How the Term “Assault Weapon” Came to Be & you can thank Josh Sugarman for it.
Gun control advocates adopted the term “assault weapon” from the military in an effort to deliberately confuse the public and advance the political cause of gun control. They now use it to mischaracterize a broad range of firearms used by law-abiding civilians.
The origin of “assault weapon” stems from the term “assault rifle,” which the U.S. Army defines explicitly as a selective-fire rifle chambered for a cartridge of intermediate power. The term “assault rifle” only applies to automatic firearms rather than the semi-automatic firearms that gun control advocates are focused on banning today.
The key difference is that semi-automatic firearms, such as AR-15s, only fire a single round each time the trigger is pulled. Automatic firearms — including military assault rifles — discharge continually when the trigger is pulled. Although they are often used in the Armed Services, these firearms are not readily available for sale to the general public. To purchase a fully-automatic firearm requires an extensive FBI background check including fingerprints and photographs, as well as registration of the firearm at the federal level.

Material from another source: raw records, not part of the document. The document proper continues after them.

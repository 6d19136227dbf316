//! Dotted-decimal outline numbering.
//!
//! Annotates the flattened pre-order sequence with outline numbers
//! (`1`, `1.1`, `1.2`, `2`, `2.1`, ...). One counter increments per node;
//! every counter deeper than the node resets to zero, so numbering restarts
//! correctly under each shallower-or-equal sibling.

use crate::models::FlatNode;

/// Maximum supported nesting depth. Deeper hierarchies are a usage error;
/// the collector's cycle guard keeps depth finite but not small.
pub const MAX_OUTLINE_DEPTH: usize = 10;

/// Assign outline numbers to `nodes` in place.
///
/// The counter array is owned here and passed through nothing — numbering
/// is a pure function of the (depth-ordered) input sequence.
///
/// # Panics
///
/// Panics if any node's depth is `MAX_OUTLINE_DEPTH` or more. Trees that
/// deep indicate a malformed hierarchy, not a supported input.
pub fn assign_numbers(nodes: &mut [FlatNode]) {
    let mut counters = [0u32; MAX_OUTLINE_DEPTH];

    for node in nodes.iter_mut() {
        assert!(
            node.depth < MAX_OUTLINE_DEPTH,
            "outline depth {} exceeds supported maximum {}",
            node.depth,
            MAX_OUTLINE_DEPTH
        );

        counters[node.depth] += 1;
        for counter in counters[node.depth + 1..].iter_mut() {
            *counter = 0;
        }

        node.number = counters[..=node.depth]
            .iter()
            .filter(|c| **c > 0)
            .map(|c| c.to_string())
            .collect::<Vec<_>>()
            .join(".");
    }
}

#[cfg(test)]
mod tests {
    use super::*;

    fn node(key: &str, depth: usize) -> FlatNode {
        FlatNode {
            key: key.to_string(),
            depth,
            number: String::new(),
            body: String::new(),
            related: Vec::new(),
        }
    }

    fn numbers(nodes: &[FlatNode]) -> Vec<&str> {
        nodes.iter().map(|n| n.number.as_str()).collect()
    }

    #[test]
    fn test_scenario_a_nested_tree() {
        // R, C1, C1a, C2 => 1, 1.1, 1.1.1, 2
        let mut nodes = vec![node("R", 0), node("C1", 1), node("C1a", 2), node("C2", 1)];
        assign_numbers(&mut nodes);
        assert_eq!(numbers(&nodes), vec!["1", "1.1", "1.1.1", "2"]);
    }

    #[test]
    fn test_deeper_counters_reset_on_sibling() {
        // After 1.1.1, a depth-1 sibling must restart depth-2 numbering.
        let mut nodes = vec![
            node("a", 0),
            node("b", 1),
            node("c", 2),
            node("d", 1),
            node("e", 2),
        ];
        assign_numbers(&mut nodes);
        assert_eq!(numbers(&nodes), vec!["1", "1.1", "1.1.1", "1.2", "1.2.1"]);
    }

    #[test]
    fn test_number_depth_matches_traversal_depth() {
        let mut nodes = vec![
            node("a", 0),
            node("b", 1),
            node("c", 2),
            node("d", 2),
            node("e", 1),
            node("f", 0),
        ];
        assign_numbers(&mut nodes);
        for n in &nodes {
            let dots = n.number.matches('.').count();
            assert_eq!(dots, n.depth, "depth mismatch for {}", n.key);
        }
    }

    #[test]
    fn test_siblings_never_share_a_number() {
        let mut nodes = vec![node("a", 0), node("b", 1), node("c", 1), node("d", 1)];
        assign_numbers(&mut nodes);
        assert_eq!(numbers(&nodes), vec!["1", "1.1", "1.2", "1.3"]);
    }

    #[test]
    fn test_strictly_increasing_in_document_order() {
        let mut nodes = vec![
            node("a", 0),
            node("b", 1),
            node("c", 1),
            node("d", 0),
            node("e", 1),
            node("f", 2),
            node("g", 0),
        ];
        assign_numbers(&mut nodes);
        let parsed: Vec<Vec<u32>> = nodes
            .iter()
            .map(|n| n.number.split('.').map(|p| p.parse().unwrap()).collect())
            .collect();
        for pair in parsed.windows(2) {
            assert!(pair[0] < pair[1], "{:?} !< {:?}", pair[0], pair[1]);
        }
    }

    #[test]
    fn test_empty_sequence() {
        let mut nodes: Vec<FlatNode> = Vec::new();
        assign_numbers(&mut nodes);
        assert!(nodes.is_empty());
    }

    #[test]
    #[should_panic(expected = "outline depth")]
    fn test_depth_beyond_bound_panics() {
        let mut nodes = vec![node("deep", MAX_OUTLINE_DEPTH)];
        assign_numbers(&mut nodes);
    }
}
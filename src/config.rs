use anyhow::{Context, Result};
use serde::Deserialize;
use std::path::{Path, PathBuf};

#[derive(Debug, Deserialize, Clone)]
pub struct Config {
    pub tracker: TrackerConfig,
    #[serde(default)]
    pub report: ReportConfig,
}

#[derive(Debug, Deserialize, Clone)]
pub struct TrackerConfig {
    /// Base host URL, e.g. `https://jira.example.com`. No trailing slash.
    pub base_url: String,
    /// JQL scope used to bootstrap the issue index,
    /// e.g. `project = DEMO ORDER BY rank`.
    pub jql: String,
    #[serde(default = "default_timeout_secs")]
    pub timeout_secs: u64,
    #[serde(default = "default_page_size")]
    pub page_size: usize,
}

fn default_timeout_secs() -> u64 {
    30
}
fn default_page_size() -> usize {
    100
}

#[derive(Debug, Deserialize, Clone)]
pub struct ReportConfig {
    #[serde(default = "default_output_dir")]
    pub output_dir: PathBuf,
    /// Relationship-type name whose links are surfaced as related issues.
    /// Matched case-insensitively against both link directions.
    #[serde(default = "default_related_link_type")]
    pub related_link_type: String,
    /// Embed issue-type icons into the report as data URIs.
    #[serde(default = "default_embed_icons")]
    pub embed_icons: bool,
}

impl Default for ReportConfig {
    fn default() -> Self {
        Self {
            output_dir: default_output_dir(),
            related_link_type: default_related_link_type(),
            embed_icons: default_embed_icons(),
        }
    }
}

fn default_output_dir() -> PathBuf {
    PathBuf::from("./documents")
}
fn default_related_link_type() -> String {
    "Relates".to_string()
}
fn default_embed_icons() -> bool {
    true
}

pub fn load_config(path: &Path) -> Result<Config> {
    let content = std::fs::read_to_string(path)
        .with_context(|| format!("Failed to read config file: {}", path.display()))?;

    let config: Config = toml::from_str(&content).with_context(|| "Failed to parse config file")?;

    // Validate tracker
    if config.tracker.base_url.is_empty() {
        anyhow::bail!("tracker.base_url must not be empty");
    }
    if !config.tracker.base_url.starts_with("http://")
        && !config.tracker.base_url.starts_with("https://")
    {
        anyhow::bail!(
            "tracker.base_url must start with http:// or https://, got '{}'",
            config.tracker.base_url
        );
    }
    if config.tracker.jql.is_empty() {
        anyhow::bail!("tracker.jql must not be empty");
    }
    if config.tracker.timeout_secs == 0 {
        anyhow::bail!("tracker.timeout_secs must be > 0");
    }
    if config.tracker.page_size == 0 {
        anyhow::bail!("tracker.page_size must be > 0");
    }

    // Validate report
    if config.report.related_link_type.is_empty() {
        anyhow::bail!("report.related_link_type must not be empty");
    }

    Ok(config)
}

impl TrackerConfig {
    /// Base URL with any trailing slash removed, for joining paths.
    pub fn host(&self) -> &str {
        self.base_url.trim_end_matches('/')
    }
}
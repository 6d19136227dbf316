//! Issue index bootstrap.
//!
//! Pages through the tracker's search endpoint for the configured JQL scope
//! and builds the in-memory [`IssueIndex`] the collector traverses: one
//! record per issue plus a parent→children map in returned order. With a
//! rank-ordered JQL (`ORDER BY rank`), children end up in board order.

use anyhow::{Context, Result};
use chrono::{DateTime, Utc};
use serde_json::Value;

use crate::config::TrackerConfig;
use crate::fetcher::TrackerCredentials;
use crate::models::{IssueIndex, IssueRecord};

/// Fields requested from the search endpoint. Bodies, attachments, and
/// links are fetched per node later; the index only needs structure.
const SEARCH_FIELDS: &str = "summary,issuetype,status,updated,parent";

/// Build the issue index by paging `/rest/api/2/search` until `total`
/// records have been retrieved.
pub async fn build_index(
    config: &TrackerConfig,
    creds: &TrackerCredentials,
) -> Result<IssueIndex> {
    let client = reqwest::Client::builder()
        .timeout(std::time::Duration::from_secs(config.timeout_secs))
        .build()
        .context("Failed to build HTTP client")?;

    let url = format!("{}/rest/api/2/search", config.host());
    let mut index = IssueIndex::new();
    let mut start_at: usize = 0;

    loop {
        let resp = client
            .get(&url)
            .basic_auth(&creds.email, Some(&creds.api_token))
            .header("Accept", "application/json")
            .query(&[
                ("jql", config.jql.as_str()),
                ("startAt", &start_at.to_string()),
                ("maxResults", &config.page_size.to_string()),
                ("fields", SEARCH_FIELDS),
            ])
            .send()
            .await
            .with_context(|| format!("Search request failed: {}", url))?;

        if !resp.status().is_success() {
            let status = resp.status();
            let body = resp.text().await.unwrap_or_default();
            anyhow::bail!(
                "Issue search failed (HTTP {}): {}",
                status,
                body.chars().take(500).collect::<String>()
            );
        }

        let json: Value = resp.json().await.context("Failed to parse search response")?;
        let (records, total) = parse_search_page(&json);
        let page_len = records.len();

        for record in records {
            index.insert(record);
        }

        start_at += page_len;
        if page_len == 0 || start_at >= total {
            break;
        }
    }

    Ok(index)
}

/// Parse one search page into records plus the reported total.
pub fn parse_search_page(json: &Value) -> (Vec<IssueRecord>, usize) {
    let total = json["total"].as_u64().unwrap_or(0) as usize;

    let mut records = Vec::new();
    if let Some(issues) = json["issues"].as_array() {
        for issue in issues {
            let key = issue["key"].as_str().unwrap_or_default();
            if key.is_empty() {
                continue;
            }
            let fields = &issue["fields"];
            records.push(IssueRecord {
                key: key.to_string(),
                summary: fields["summary"].as_str().unwrap_or_default().to_string(),
                issue_type: fields["issuetype"]["name"]
                    .as_str()
                    .unwrap_or_default()
                    .to_string(),
                status: fields["status"]["name"]
                    .as_str()
                    .unwrap_or_default()
                    .to_string(),
                icon_url: fields["issuetype"]["iconUrl"]
                    .as_str()
                    .unwrap_or_default()
                    .to_string(),
                updated_at: parse_updated(fields["updated"].as_str()),
                parent_key: fields["parent"]["key"].as_str().map(String::from),
            });
        }
    }

    (records, total)
}

/// Parse Jira's timestamp format (`2024-01-15T10:30:00.000+0000`),
/// falling back to the epoch when absent or malformed.
fn parse_updated(raw: Option<&str>) -> DateTime<Utc> {
    raw.and_then(|s| DateTime::parse_from_str(s, "%Y-%m-%dT%H:%M:%S%.3f%z").ok())
        .map(|dt| dt.with_timezone(&Utc))
        .unwrap_or(DateTime::<Utc>::UNIX_EPOCH)
}

#[cfg(test)]
mod tests {
    use super::*;

    #[test]
    fn test_parse_search_page_builds_records() {
        let json = serde_json::json!({
            "startAt": 0,
            "maxResults": 50,
            "total": 2,
            "issues": [
                {
                    "key": "PROJ-1",
                    "fields": {
                        "summary": "Root epic",
                        "issuetype": { "name": "Epic", "iconUrl": "https://host/epic.svg" },
                        "status": { "name": "In Progress" },
                        "updated": "2024-01-15T10:30:00.000+0000"
                    }
                },
                {
                    "key": "PROJ-2",
                    "fields": {
                        "summary": "Child story",
                        "issuetype": { "name": "Story", "iconUrl": "https://host/story.svg" },
                        "status": { "name": "To Do" },
                        "updated": "not-a-date",
                        "parent": { "key": "PROJ-1" }
                    }
                }
            ]
        });

        let (records, total) = parse_search_page(&json);
        assert_eq!(total, 2);
        assert_eq!(records.len(), 2);
        assert_eq!(records[0].key, "PROJ-1");
        assert_eq!(records[0].issue_type, "Epic");
        assert!(records[0].parent_key.is_none());
        assert_eq!(records[0].updated_at.timestamp(), 1705314600);
        assert_eq!(records[1].parent_key.as_deref(), Some("PROJ-1"));
        assert_eq!(records[1].updated_at, DateTime::<Utc>::UNIX_EPOCH);
    }

    #[test]
    fn test_parse_search_page_children_order_preserved() {
        let json = serde_json::json!({
            "total": 3,
            "issues": [
                { "key": "P-1", "fields": {} },
                { "key": "P-3", "fields": { "parent": { "key": "P-1" } } },
                { "key": "P-2", "fields": { "parent": { "key": "P-1" } } }
            ]
        });
        let (records, _) = parse_search_page(&json);

        let mut index = IssueIndex::new();
        for r in records {
            index.insert(r);
        }
        // Returned order, not key order.
        assert_eq!(index.children_of("P-1"), ["P-3", "P-2"]);
    }

    #[test]
    fn test_parse_search_page_empty() {
        let json = serde_json::json!({ "total": 0, "issues": [] });
        let (records, total) = parse_search_page(&json);
        assert!(records.is_empty());
        assert_eq!(total, 0);
    }
}
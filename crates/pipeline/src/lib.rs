#![doc = include_str!("../README.md")]
#![doc(issue_tracker_base_url = "https://github.com/factordynamics/cefnav-rs/issues/")]
#![cfg_attr(docsrs, feature(doc_cfg, doc_auto_cfg))]
#![cfg_attr(not(test), warn(unused_crate_dependencies))]

mod config;
pub use config::PullConfig;

mod reference;
pub use reference::ReferenceCache;

mod prices;
pub use prices::{PriceSnapshot, fetch_prices, fill_gaps, normalize_batch, resolve_price_date};

mod fundamentals;
pub use fundamentals::{fetch_fundamentals, snapshot_as_of};

mod report;
pub use report::{assemble_rows, build_row};

mod pull;
pub use pull::{NavPull, Notice, RunOutcome, Sources, ticker_universe};

mod error;
pub use error::PipelineError;

/// Re-export commonly used types.
pub mod prelude {
    pub use cefnav_traits::{
        FundamentalsSource, NoProgress, PriceSource, ProfileSource, ProgressSink, ReferenceSource,
    };

    pub use super::{NavPull, PipelineError, PullConfig, RunOutcome, Sources};
}

#[cfg(test)]
mod testing;
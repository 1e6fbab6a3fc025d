//! # cefnav
//!
//! Closed-end fund price, NAV and discount pulls.
//!
//! This crate provides a unified interface to the cefnav crates.
//! Individual components can be enabled via feature flags.
//!
//! ## Features
//!
//! - `full` (default): Enables all components
//! - `primitives`: Core type definitions
//! - `traits`: Data source abstractions
//! - `utils`: Line-item resolution and unit scaling
//! - `pipeline`: Price, fundamentals and report assembly
//! - `yahoo`: Yahoo Finance and reference workbook sources
//! - `export`: Spreadsheet and CSV output
//! - `cli`: The `nav-pull` binary
//!
//! ## Example
//!
//! ```rust,ignore
//! use std::sync::Arc;
//!
//! use cefnav::{
//!     pipeline::{NavPull, Sources},
//!     traits::NoProgress,
//!     yahoo::{XlsxReferenceSource, YahooSource},
//! };
//!
//! let yahoo = Arc::new(YahooSource::new()?);
//! let pull = NavPull::new(Sources {
//!     reference: Arc::new(XlsxReferenceSource::published()?),
//!     prices: yahoo.clone(),
//!     fundamentals: yahoo.clone(),
//!     profiles: yahoo,
//! });
//! let outcome = pull.run(date, &NoProgress).await?;
//! cefnav::export::write_workbook(&outcome.rows, outcome.price_date, &Default::default())?;
//! ```

#![doc(issue_tracker_base_url = "https://github.com/factordynamics/cefnav-rs/issues/")]
#![cfg_attr(not(test), warn(unused_crate_dependencies))]
#![cfg_attr(docsrs, feature(doc_cfg, doc_auto_cfg))]

#[cfg(feature = "primitives")]
#[doc(inline)]
pub use cefnav_primitives as primitives;
#[cfg(feature = "traits")]
#[doc(inline)]
pub use cefnav_traits as traits;
#[cfg(feature = "utils")]
#[doc(inline)]
pub use cefnav_utils as utils;
#[cfg(feature = "pipeline")]
#[doc(inline)]
pub use cefnav_pipeline as pipeline;
#[cfg(feature = "yahoo")]
#[doc(inline)]
pub use cefnav_yahoo as yahoo;
#[cfg(feature = "export")]
#[doc(inline)]
pub use cefnav_export as export;
//! Unit scaling.

/// One million.
pub const MILLION: f64 = 1_000_000.0;

/// Round `value` half away from zero to `places` decimal places.
#[must_use]
pub fn round_to(value: f64, places: i32) -> f64 {
    let factor = 10f64.powi(places);
    (value * factor).round() / factor
}

/// Express a raw amount in millions, rounded to two decimals.
///
/// Absent stays absent; zero stays zero.
#[must_use]
pub fn to_millions(value: Option<f64>) -> Option<f64> {
    value.filter(|v| v.is_finite()).map(|v| round_to(v / MILLION, 2))
}
//! Report rows shared by export tests.

use cefnav_primitives::{Date, ReportRow, Symbol};

pub(crate) fn date(y: i32, m: u32, d: u32) -> Date {
    Date::from_ymd_opt(y, m, d).unwrap()
}

pub(crate) fn sample_rows() -> Vec<ReportRow> {
    vec![
        ReportRow {
            fund_name: "FUNDX".to_string(),
            broad_category: "Equity".to_string(),
            fund_type: "Equity".to_string(),
            subcategory: "Global Equity".to_string(),
            region: "Global".to_string(),
            date: date(2024, 6, 28),
            fund_ticker: Symbol::new("FUNDX"),
            fund_price: Some(9.5),
            nav_ticker: Symbol::new("NAVX"),
            nav_price: Some(10.0),
            discount: Some(0.95),
            shares_outstanding_m: Some(20.0),
            total_debt_m: None,
            outside_equity_m: None,
        },
        ReportRow {
            fund_name: "PIMCO Dynamic Income Fund".to_string(),
            broad_category: "Taxable Bond".to_string(),
            fund_type: "Fixed Income".to_string(),
            subcategory: "Multisector".to_string(),
            region: "U.S.".to_string(),
            date: date(2024, 6, 28),
            fund_ticker: Symbol::new("PDI"),
            fund_price: Some(19.1),
            nav_ticker: Symbol::new("XPDIX"),
            nav_price: None,
            discount: None,
            shares_outstanding_m: Some(231.5),
            total_debt_m: Some(0.0),
            outside_equity_m: Some(-7.51),
        },
    ]
}
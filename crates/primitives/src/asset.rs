//! Ticker and reference-row definitions.

use derive_more::Display;
use serde::{Deserialize, Serialize};

/// Exchange ticker symbol, for either a fund or its NAV proxy.
#[derive(Debug, Clone, PartialEq, Eq, PartialOrd, Ord, Hash, Display, Serialize, Deserialize)]
pub struct Symbol(pub String);

impl Symbol {
    /// Create a new symbol.
    #[must_use]
    pub fn new(s: impl Into<String>) -> Self {
        Self(s.into())
    }

    /// Get the symbol as a string slice.
    #[must_use]
    pub fn as_str(&self) -> &str {
        &self.0
    }
}

impl From<&str> for Symbol {
    fn from(s: &str) -> Self {
        Self(s.to_string())
    }
}

impl From<String> for Symbol {
    fn from(s: String) -> Self {
        Self(s)
    }
}

impl AsRef<str> for Symbol {
    fn as_ref(&self) -> &str {
        &self.0
    }
}

/// One row of the fund reference sheet.
///
/// Rows are only constructed when both tickers are present, so a
/// `FundRecord` always carries a usable fund and NAV symbol. The
/// classification fields are free text and may be empty.
#[derive(Debug, Clone, PartialEq, Eq, Serialize, Deserialize)]
pub struct FundRecord {
    /// Fund ticker.
    pub fund: Symbol,
    /// NAV ticker published for the fund.
    pub nav: Symbol,
    /// Fund type, e.g. "Equity" or "Fixed Income".
    pub fund_type: String,
    /// Finer-grained classification.
    pub subcategory: String,
    /// Coarse classification.
    pub broad_category: String,
    /// Geographic focus.
    pub region: String,
}

impl FundRecord {
    /// Create a record with empty classification fields.
    #[must_use]
    pub fn new(fund: impl Into<Symbol>, nav: impl Into<Symbol>) -> Self {
        Self {
            fund: fund.into(),
            nav: nav.into(),
            fund_type: String::new(),
            subcategory: String::new(),
            broad_category: String::new(),
            region: String::new(),
        }
    }

    /// Set the classification fields.
    #[must_use]
    pub fn with_classification(
        mut self,
        fund_type: impl Into<String>,
        subcategory: impl Into<String>,
        broad_category: impl Into<String>,
        region: impl Into<String>,
    ) -> Self {
        self.fund_type = fund_type.into();
        self.subcategory = subcategory.into();
        self.broad_category = broad_category.into();
        self.region = region.into();
        self
    }
}
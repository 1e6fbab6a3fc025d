#![doc = include_str!("../README.md")]
#![doc(issue_tracker_base_url = "https://github.com/factordynamics/cefnav-rs/issues/")]
#![cfg_attr(docsrs, feature(doc_cfg, doc_auto_cfg))]
#![cfg_attr(not(test), warn(unused_crate_dependencies))]

mod config;
pub use config::{DEFAULT_REFERENCE_URL, YahooConfig};

mod models;

mod client;
pub use client::YahooSource;

mod prices;
pub use prices::{daily_closes, window_bounds};

mod fundamentals;
pub use fundamentals::{balance_sheet_from_timeseries, timeseries_types};

mod profile;

mod reference;
pub use reference::{REFERENCE_COLUMNS, XlsxReferenceSource, parse_reference_sheet};
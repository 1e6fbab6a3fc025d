//! xlsx report writer.

use std::{
    fs,
    path::{Path, PathBuf},
};

use cefnav_primitives::{DATE_FORMAT, Date, REPORT_COLUMNS, ReportCell, ReportRow};
use chrono::{Local, NaiveDateTime};
use rust_xlsxwriter::{Format, Workbook, Worksheet, XlsxError};
use tracing::info;

use crate::{ExportConfig, ExportError};

/// Name of the single worksheet.
pub const SHEET_NAME: &str = "Sheet1";

/// Timestamp layout of the provenance note.
pub const TIMESTAMP_FORMAT: &str = "%Y-%m-%d %H:%M:%S";

/// Output file name for a report priced on `date`.
#[must_use]
pub fn file_name(date: Date) -> String {
    format!("Closed_End_Fund_Data_{}.xlsx", date.format(DATE_FORMAT))
}

/// Provenance line written below the data.
#[must_use]
pub fn provenance_note(downloaded_at: NaiveDateTime, method: &str) -> String {
    format!("Downloaded on {}. Method: {method}", downloaded_at.format(TIMESTAMP_FORMAT))
}

fn write_cell(
    sheet: &mut Worksheet,
    row: u32,
    col: u16,
    cell: ReportCell<'_>,
) -> Result<(), XlsxError> {
    match cell {
        ReportCell::Text("") | ReportCell::Number(None) => {}
        ReportCell::Text(text) => {
            sheet.write_string(row, col, text)?;
        }
        ReportCell::Date(date) => {
            sheet.write_string(row, col, date.format(DATE_FORMAT).to_string())?;
        }
        ReportCell::Number(Some(value)) => {
            sheet.write_number(row, col, value)?;
        }
    }
    Ok(())
}

fn build(rows: &[ReportRow], note: String, path: &Path) -> Result<(), XlsxError> {
    let mut workbook = Workbook::new();
    let bold = Format::new().set_bold();
    let sheet = workbook.add_worksheet();
    sheet.set_name(SHEET_NAME)?;

    for (col, name) in (0u16..).zip(REPORT_COLUMNS) {
        sheet.write_string_with_format(0, col, name, &bold)?;
    }
    for (r, row) in (1u32..).zip(rows) {
        for (col, cell) in (0u16..).zip(row.cells()) {
            write_cell(sheet, r, col, cell)?;
        }
    }

    // Header is row 0 and the last data row is rows.len(); leave one blank row.
    let note_row = u32::try_from(rows.len() + 2).unwrap_or(u32::MAX);
    sheet.write_string(note_row, 0, note)?;

    workbook.save(path)
}

/// Write the report with an explicit download timestamp.
///
/// The file is fully saved and closed when this returns.
///
/// # Errors
/// Returns `ExportError` if the output directory cannot be created or the
/// workbook cannot be written.
pub fn write_workbook_at(
    rows: &[ReportRow],
    price_date: Date,
    config: &ExportConfig,
    downloaded_at: NaiveDateTime,
) -> Result<PathBuf, ExportError> {
    fs::create_dir_all(&config.output_dir)?;
    let path = config.output_dir.join(file_name(price_date));

    build(rows, provenance_note(downloaded_at, &config.method_note), &path)?;

    info!(path = %path.display(), rows = rows.len(), "report written");
    Ok(path)
}

/// Write the report, stamped with the current local time.
///
/// # Errors
/// Returns `ExportError` if the output directory cannot be created or the
/// workbook cannot be written.
pub fn write_workbook(
    rows: &[ReportRow],
    price_date: Date,
    config: &ExportConfig,
) -> Result<PathBuf, ExportError> {
    write_workbook_at(rows, price_date, config, Local::now().naive_local())
}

However, gun control advocates refer to semi-automatic and fully automatic firearms interchangeably — in a deliberate effort to confuse voters and advance their broad agenda.
In 1984, a group called Handgun Control, Inc. first used the term “assault weapon” in reference to a rifle in a newspaper advertisement.
A few years later, in 1988, the term rose in prominence after Josh Sugarmann, a gun control advocacy group’s communications director, stated in a Violence Policy Center paper [1]:
“The weapons’ menacing looks, coupled with the public’s confusion over fully automatic machine guns versus semi-automatic assault weapons - anything that looks like a machine gun is assumed to be a machine gun - can only increase the chance of public support for restrictions on these weapons.”
This statement by a prominent gun control lobbyist outlined their intentions clearly. The goal behind popularizing the term “assault weapons” was always to deliberately mislead the American people in order to pass anti-gun legislation.
The use of the term "assault weapons" exploded in the years to follow, eventually catching on in the mainstream media, who used the adopted phrase to cause further confusion.
It helped gun control advocates garner support to pass the 1994 federal “assault weapons” ban — and the plan succeeded. The ban lasted for ten years until it expired in 2004 after Congress determined the ban had no impact on reducing crimes committed with guns.
Since then, gun control advocates have continued to push for additional bans. However, they now struggle to agree on a definition for their made-up phrase.